13392 – i18n-ISSUE-72: BOM as preferred encoding declaration

This is an archived snapshot of W3C's public bugzilla bug tracker, decommissioned in April 2019. Please see the home page for more details.

Bug 13392 - i18n-ISSUE-72: BOM as preferred encoding declaration

Summary: i18n-ISSUE-72: BOM as preferred encoding declaration

Status:	RESOLVED FIXED

Alias:	None

Product:	HTML WG
Classification:	Unclassified
Component:	LC1 HTML/XHTML Compatibility Authoring Guide (ed: Eliot Graff) (show other bugs)
Version:	unspecified
Hardware:	PC All

Importance:	P2 normal
Target Milestone:	---
Assignee:	Leif Halvard Silli
QA Contact:	HTML WG Bugzilla archive list

URL:
Whiteboard:
Keywords:

Duplicates (2):	16908 19931 (view as bug list)
Depends on:
Blocks:

Reported:	2011-07-27 17:51 UTC by I18n Core WG
Modified:	2013-09-05 15:26 UTC (History)
CC List:	10 users (show)

See Also:

Attachments

Description I18n Core WG 2011-07-27 17:51:36 UTC

3. Specifying a Document's Character Encoding
http://www.w3.org/TR/html-polyglot/#character-encoding

"By using the Byte Order Mark (BOM) character (preferred)."

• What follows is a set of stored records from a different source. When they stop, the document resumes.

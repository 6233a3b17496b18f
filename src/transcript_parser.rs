//! Tool lifecycle reconstruction from a session transcript.
//!
//! Invocation blocks open an entry in the `Running` state; a later result
//! block with the same id moves it to `Completed` or `Error`, both
//! terminal. Lines are replayed oldest first so every end follows its
//! start. Results whose invocation was never seen in this pass are dropped.

use crate::clock::{Clock, SystemClock};
use crate::constants::MAX_TRACKED_TOOLS;
use crate::types::{ContentBlock, ToolEntry, ToolUseId, TranscriptRecord};
use crate::utils::{parse_record, read_transcript, transcript_lines};
use chrono::{DateTime, Utc};
use std::collections::HashMap;
use std::path::Path;

/// Entries in first-seen order with an id index
#[derive(Debug, Default)]
struct ToolLog {
    entries: Vec<ToolEntry>,
    index: HashMap<ToolUseId, usize>,
}

impl ToolLog {
    // A repeated invocation id replaces the entry but keeps its position
    fn start(&mut self, entry: ToolEntry) {
        match self.index.get(&entry.id) {
            Some(&slot) => self.entries[slot] = entry,
            None => {
                self.index.insert(entry.id.clone(), self.entries.len());
                self.entries.push(entry);
            }
        }
    }

    fn finish(&mut self, id: &ToolUseId, failed: bool, at: DateTime<Utc>) {
        let Some(&slot) = self.index.get(id) else {
            tracing::trace!("tool result {} has no matching invocation", id);
            return;
        };
        if !self.entries[slot].finish(failed, at) {
            tracing::trace!("ignoring repeated result for tool {}", id);
        }
    }

    fn apply(&mut self, record: &TranscriptRecord, now: DateTime<Utc>) {
        let at = record
            .timestamp
            .as_deref()
            .and_then(|ts| ts.parse::<DateTime<Utc>>().ok())
            .unwrap_or(now);

        for block in record.content_blocks() {
            match block {
                ContentBlock::ToolUse {
                    id: Some(id),
                    name: Some(name),
                    input,
                } => self.start(ToolEntry::running(id, name, &input, at)),
                ContentBlock::ToolResult {
                    tool_use_id: Some(id),
                    is_error,
                } => self.finish(&id, is_error.unwrap_or(false), at),
                _ => {}
            }
        }
    }

    /// The newest `limit` entries, oldest first
    fn into_recent(self, limit: usize) -> Vec<ToolEntry> {
        let skip = self.entries.len().saturating_sub(limit);
        self.entries.into_iter().skip(skip).collect()
    }
}

/// Replay lines oldest first into at most `limit` tool entries
pub fn tools_from_lines<'a, I>(lines: I, now: DateTime<Utc>, limit: usize) -> Vec<ToolEntry>
where
    I: Iterator<Item = &'a str>,
{
    let mut log = ToolLog::default();
    for record in lines.filter_map(parse_record) {
        log.apply(&record, now);
    }
    log.into_recent(limit)
}

/// Tool entries for a transcript's contents, capped to the display limit.
/// Events without their own timestamp are stamped with the clock's time.
pub fn tools_in<C: Clock>(content: &str, clock: &C) -> Vec<ToolEntry> {
    tools_from_lines(transcript_lines(content), clock.now(), MAX_TRACKED_TOOLS)
}

/// Load recent tool activity from a transcript file; empty when unreadable
pub async fn parse_tools(transcript_path: &Path) -> Vec<ToolEntry> {
    match read_transcript(transcript_path).await {
        Ok(content) => tools_in(&content, &SystemClock),
        Err(e) => {
            tracing::debug!("no tool activity: {}", e);
            Vec::new()
        }
    }
}
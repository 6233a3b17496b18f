use serde::{Deserialize, Deserializer, Serialize};
use serde_json::Value;

/// Token accounting for one point in time
#[derive(Debug, Clone, Copy, Default, PartialEq, Eq, Serialize, Deserialize)]
pub struct UsageRecord {
    #[serde(default, deserialize_with = "lenient_count")]
    pub input_tokens: u64,
    #[serde(default, deserialize_with = "lenient_count")]
    pub output_tokens: u64,
    #[serde(default, deserialize_with = "lenient_count")]
    pub cache_creation_input_tokens: u64,
    #[serde(default, deserialize_with = "lenient_count")]
    pub cache_read_input_tokens: u64,
}

impl UsageRecord {
    pub fn new(
        input_tokens: u64,
        output_tokens: u64,
        cache_creation_input_tokens: u64,
        cache_read_input_tokens: u64,
    ) -> Self {
        Self {
            input_tokens,
            output_tokens,
            cache_creation_input_tokens,
            cache_read_input_tokens,
        }
    }

    /// Whether this record can be trusted as real usage.
    ///
    /// All-zero records and records with only cache fields populated are
    /// what the host sends while it has nothing to report, so both count
    /// as absent. Requiring input or output to be nonzero covers both.
    pub fn is_real(&self) -> bool {
        self.input_tokens > 0 || self.output_tokens > 0
    }

    /// Tokens occupying the context window, cache included
    pub fn total_input(&self) -> u64 {
        self.input_tokens + self.cache_creation_input_tokens + self.cache_read_input_tokens
    }
}

/// Usage sub-record as it appears in the transcript, where any field may be
/// missing or carry a non-numeric value
#[derive(Debug, Clone, Default, Deserialize)]
pub struct TranscriptUsage {
    #[serde(default, deserialize_with = "lenient_u64")]
    pub input_tokens: Option<u64>,
    #[serde(default, deserialize_with = "lenient_u64")]
    pub output_tokens: Option<u64>,
    #[serde(default, deserialize_with = "lenient_u64")]
    pub cache_creation_input_tokens: Option<u64>,
    #[serde(default, deserialize_with = "lenient_u64")]
    pub cache_read_input_tokens: Option<u64>,
}

impl TranscriptUsage {
    /// Convert to a usage record. Input, output and cache-read counts are
    /// required; cache creation defaults to zero.
    pub fn to_record(&self) -> Option<UsageRecord> {
        Some(UsageRecord {
            input_tokens: self.input_tokens?,
            output_tokens: self.output_tokens?,
            cache_creation_input_tokens: self.cache_creation_input_tokens.unwrap_or(0),
            cache_read_input_tokens: self.cache_read_input_tokens?,
        })
    }

    pub fn cache_totals(&self) -> CumulativeCache {
        CumulativeCache {
            cache_read: self.cache_read_input_tokens.unwrap_or(0),
            cache_creation: self.cache_creation_input_tokens.unwrap_or(0),
        }
    }
}

/// Cache token totals summed over a whole session log
#[derive(Debug, Clone, Copy, Default, PartialEq, Eq)]
pub struct CumulativeCache {
    pub cache_read: u64,
    pub cache_creation: u64,
}

impl CumulativeCache {
    #[inline]
    pub fn merge(self, other: Self) -> Self {
        Self {
            cache_read: self.cache_read + other.cache_read,
            cache_creation: self.cache_creation + other.cache_creation,
        }
    }

    pub fn is_empty(&self) -> bool {
        self.cache_read == 0 && self.cache_creation == 0
    }
}

fn number_as_u64(value: &Value) -> Option<u64> {
    value.as_u64().or_else(|| {
        value
            .as_f64()
            .filter(|n| n.is_finite() && *n >= 0.0)
            .map(|n| n as u64)
    })
}

fn lenient_u64<'de, D>(deserializer: D) -> Result<Option<u64>, D::Error>
where
    D: Deserializer<'de>,
{
    let value = Option::<Value>::deserialize(deserializer)?;
    Ok(value.as_ref().and_then(number_as_u64))
}

fn lenient_count<'de, D>(deserializer: D) -> Result<u64, D::Error>
where
    D: Deserializer<'de>,
{
    Ok(lenient_u64(deserializer)?.unwrap_or(0))
}
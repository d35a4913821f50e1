//! Canonical "nothing" values returned in place of a real result.
//!
//! The fail terminals on [`ErrorBuilder`](crate::ErrorBuilder) return
//! `Result<T, ErrorValue>`. When a boundary still needs the classic
//! zero/null return channel, [`SentinelResultExt`](crate::traits::SentinelResultExt)
//! collapses that result into `T::sentinel()` plus the error.
#[cfg(feature = "serde")]
use serde::{Deserialize, Serialize};

/// A type with a fixed failure value.
pub trait Sentinel {
    fn sentinel() -> Self;
}

impl Sentinel for bool {
    #[inline]
    fn sentinel() -> Self {
        false
    }
}

macro_rules! impl_zero_sentinel {
    ($($ty:ty),*) => {
        $(
            impl Sentinel for $ty {
                #[inline]
                fn sentinel() -> Self {
                    0
                }
            }
        )*
    };
}

impl_zero_sentinel!(u8, u16, u32, u64, usize, i8, i16, i32, i64, isize);

impl Sentinel for () {
    #[inline]
    fn sentinel() -> Self {}
}

impl<T> Sentinel for Option<T> {
    #[inline]
    fn sentinel() -> Self {
        None
    }
}

impl<T> Sentinel for *mut T {
    #[inline]
    fn sentinel() -> Self {
        core::ptr::null_mut()
    }
}

impl<T> Sentinel for *const T {
    #[inline]
    fn sentinel() -> Self {
        core::ptr::null()
    }
}

/// Axis-aligned rectangle, used as the geometry failure value.
#[cfg_attr(feature = "serde", derive(Serialize, Deserialize))]
#[derive(Debug, Clone, Copy, Default, PartialEq)]
pub struct Rect {
    pub x: f64,
    pub y: f64,
    pub width: f64,
    pub height: f64,
}

impl Rect {
    pub const ZERO: Rect = Rect { x: 0.0, y: 0.0, width: 0.0, height: 0.0 };

    #[inline]
    pub const fn new(x: f64, y: f64, width: f64, height: f64) -> Self {
        Self { x, y, width, height }
    }

    /// `true` when the rectangle encloses no area.
    #[inline]
    pub fn is_empty(&self) -> bool {
        self.width <= 0.0 || self.height <= 0.0
    }
}

impl Sentinel for Rect {
    #[inline]
    fn sentinel() -> Self {
        Rect::ZERO
    }
}
//! A future that is failed from the moment it is created.

use core::future::Future;
use core::marker::PhantomData;
use core::pin::Pin;
use core::task::{Context, Poll};

use futures_core::future::FusedFuture;

use crate::traits::FromErrorValue;
use crate::types::ErrorValue;

/// Future that resolves to `Err(ErrorValue)` on its first poll.
///
/// The payload can also be inspected synchronously through
/// [`error`](FailedFuture::error) before the future is awaited.
///
/// # Examples
///
/// ```rust
/// use control_core_error::{ErrorBuilder, ErrorValue};
///
/// # #[tokio::main(flavor = "current_thread")]
/// # async fn main() {
/// let fut = ErrorBuilder::new().describe("no device").no_logging().fail_future::<u32>();
/// assert_eq!(fut.error().map(ErrorValue::message), Some("no device"));
///
/// let result = fut.await;
/// assert!(result.is_err());
/// # }
/// ```
#[must_use = "futures do nothing unless polled"]
#[derive(Debug)]
pub struct FailedFuture<T> {
    error: Option<ErrorValue>,
    _output: PhantomData<fn() -> T>,
}

impl<T> FailedFuture<T> {
    #[inline]
    pub fn new(error: ErrorValue) -> Self {
        Self { error: Some(error), _output: PhantomData }
    }

    /// The failure payload; `None` once the future has been polled to completion.
    #[inline]
    pub fn error(&self) -> Option<&ErrorValue> {
        self.error.as_ref()
    }

    /// Takes the payload without polling.
    #[inline]
    pub fn into_error(self) -> Option<ErrorValue> {
        self.error
    }
}

impl<T> Future for FailedFuture<T> {
    type Output = Result<T, ErrorValue>;

    fn poll(self: Pin<&mut Self>, _cx: &mut Context<'_>) -> Poll<Self::Output> {
        match self.get_mut().error.take() {
            Some(error) => Poll::Ready(Err(error)),
            None => Poll::Pending,
        }
    }
}

impl<T> FusedFuture for FailedFuture<T> {
    #[inline]
    fn is_terminated(&self) -> bool {
        self.error.is_none()
    }
}

impl<T> FromErrorValue for FailedFuture<T> {
    #[inline]
    fn from_error_value(error: ErrorValue) -> Self {
        Self::new(error)
    }
}

impl<'a, T: 'a> FromErrorValue for Pin<Box<dyn Future<Output = Result<T, ErrorValue>> + Send + 'a>> {
    #[inline]
    fn from_error_value(error: ErrorValue) -> Self {
        Box::pin(FailedFuture::<T>::new(error))
    }
}
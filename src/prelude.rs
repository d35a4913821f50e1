//! Convenience re-exports for common usage patterns.
//!
//! ```
//! use control_core_error::prelude::*;
//! ```
//!
//! # What's Included
//!
//! - **Macros**: [`describe!`], [`error_for_format!`]
//! - **Types**: [`ErrorBuilder`], [`ErrorValue`], [`ErrorResult`]
//! - **Traits**: [`IntoCause`], [`ResultExt`], [`SentinelResultExt`]
//!
//! # Examples
//!
//! ```
//! use control_core_error::prelude::*;
//!
//! fn read_config() -> ErrorResult<String> {
//!     std::fs::read_to_string("/definitely/missing.toml")
//!         .map_err(|e| ErrorBuilder::from_cause(e).describe("loading configuration").into_error())
//! }
//!
//! let err = read_config().unwrap_err();
//! assert!(err.message().starts_with("loading configuration\n"));
//! ```

// Macros
pub use crate::{describe, error_for_format};

// Core types
pub use crate::builder::ErrorBuilder;
pub use crate::types::{ErrorResult, ErrorValue};

// Traits
pub use crate::traits::{IntoCause, ResultExt, SentinelResultExt};
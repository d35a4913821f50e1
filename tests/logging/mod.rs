use std::sync::{Arc, Mutex};

use control_core_error::{BuilderConfig, ErrorBuilder, ErrorLogger, ErrorValue, NoopLogger};


/// Logger that keeps every message it receives.
#[derive(Default)]
pub struct RecordingLogger {
    messages: Mutex<Vec<String>>,
}

impl RecordingLogger {
    pub fn shared() -> Arc<Self> {
        Arc::new(Self::default())
    }

    pub fn messages(&self) -> Vec<String> {
        self.messages.lock().unwrap().clone()
    }
}

impl ErrorLogger for RecordingLogger {
    fn log(&self, message: &str) {
        self.messages.lock().unwrap().push(message.to_owned());
    }
}

#[test]
fn build_logs_rendered_message() {
    let sink = RecordingLogger::shared();
    let _ = ErrorBuilder::new()
        .describe("failed to boot")
        .caused_by(ErrorValue::new("Sim", 3, "timed out"))
        .with_logger(sink.clone())
        .build();

    assert_eq!(sink.messages(), ["failed to boot\ntimed out"]);
}

#[test]
fn no_logging_suppresses_custom_logger() {
    let sink = RecordingLogger::shared();
    let _ = ErrorBuilder::new().describe("expected").with_logger(sink.clone()).no_logging().build();

    assert!(sink.messages().is_empty());
}

#[test]
fn explicit_none_logger_suppresses_logging() {
    let sink = RecordingLogger::shared();
    let builder = ErrorBuilder::new().describe("quiet").with_logger(sink.clone()).logger(None);

    assert!(!builder.will_log());
    let _ = builder.build();
    assert!(sink.messages().is_empty());
}

#[test]
fn logger_can_be_swapped_back_in_after_none() {
    let sink = RecordingLogger::shared();
    let _ = ErrorBuilder::new()
        .describe("loud")
        .logger(None)
        .logger(Some(sink.clone() as Arc<dyn ErrorLogger>))
        .build();

    assert_eq!(sink.messages(), ["loud"]);
}

#[test]
fn every_build_call_logs_again() {
    let sink = RecordingLogger::shared();
    let builder = ErrorBuilder::new().describe("repeat").with_logger(sink.clone());

    let first = builder.build();
    let second = builder.build();

    assert_eq!(first, second);
    assert_eq!(sink.messages().len(), 2);
}

#[test]
fn into_error_follows_the_same_logging_switches_as_build() {
    let sink = RecordingLogger::shared();

    let _ = ErrorBuilder::new().describe("consumed").with_logger(sink.clone()).into_error();
    let _ = ErrorBuilder::new().describe("muted").with_logger(sink.clone()).no_logging().into_error();
    let _ = ErrorBuilder::new().describe("none").with_logger(sink.clone()).logger(None).into_error();

    assert_eq!(sink.messages(), ["consumed"]);
}

#[test]
fn fail_terminals_log_once() {
    let sink = RecordingLogger::shared();
    let _ = ErrorBuilder::new().describe("once").with_logger(sink.clone()).fail_uint();

    assert_eq!(sink.messages(), ["once"]);
}

#[test]
fn config_logger_and_quiet_preset() {
    let sink = RecordingLogger::shared();
    let config = BuilderConfig::default().with_logger(sink.clone());

    let _ = ErrorBuilder::with_config(config).describe("from config").build();
    let _ = ErrorBuilder::with_config(BuilderConfig::quiet()).describe("silent").build();

    assert_eq!(sink.messages(), ["from config"]);
}

#[test]
fn log_error_override_sees_structured_value() {
    #[derive(Default)]
    struct CodeLogger(Mutex<Vec<(String, i64)>>);

    impl ErrorLogger for CodeLogger {
        fn log(&self, _message: &str) {}

        fn log_error(&self, error: &ErrorValue) {
            self.0.lock().unwrap().push((error.domain().to_owned(), error.code()));
        }
    }

    let sink = Arc::new(CodeLogger::default());
    let _ = ErrorBuilder::new().in_domain("Sim").code(7).with_logger(sink.clone()).build();

    assert_eq!(sink.0.lock().unwrap().as_slice(), [("Sim".to_owned(), 7)]);
}

#[test]
fn noop_logger_accepts_everything() {
    let err = ErrorBuilder::new().describe("dropped").with_logger(NoopLogger).build();
    assert_eq!(err.message(), "dropped");
}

Although the BOM at the start of an HTML file is recognised by most major browsers these days, there are some issues associated with using it:

For example, a BOM can cause problems with files served using the latest version of  PHP, it produces quirks mode in IE6, it overrides HTTP encoding declarations in some browsers - which can be problematic in the case of server-based transcoding, and some authoring tools either don't allow you to set the BOM or don't save with/without the bom properly.

We are happy to leave the above line in the spec, we would just like to see the text "(preferred)" removed.  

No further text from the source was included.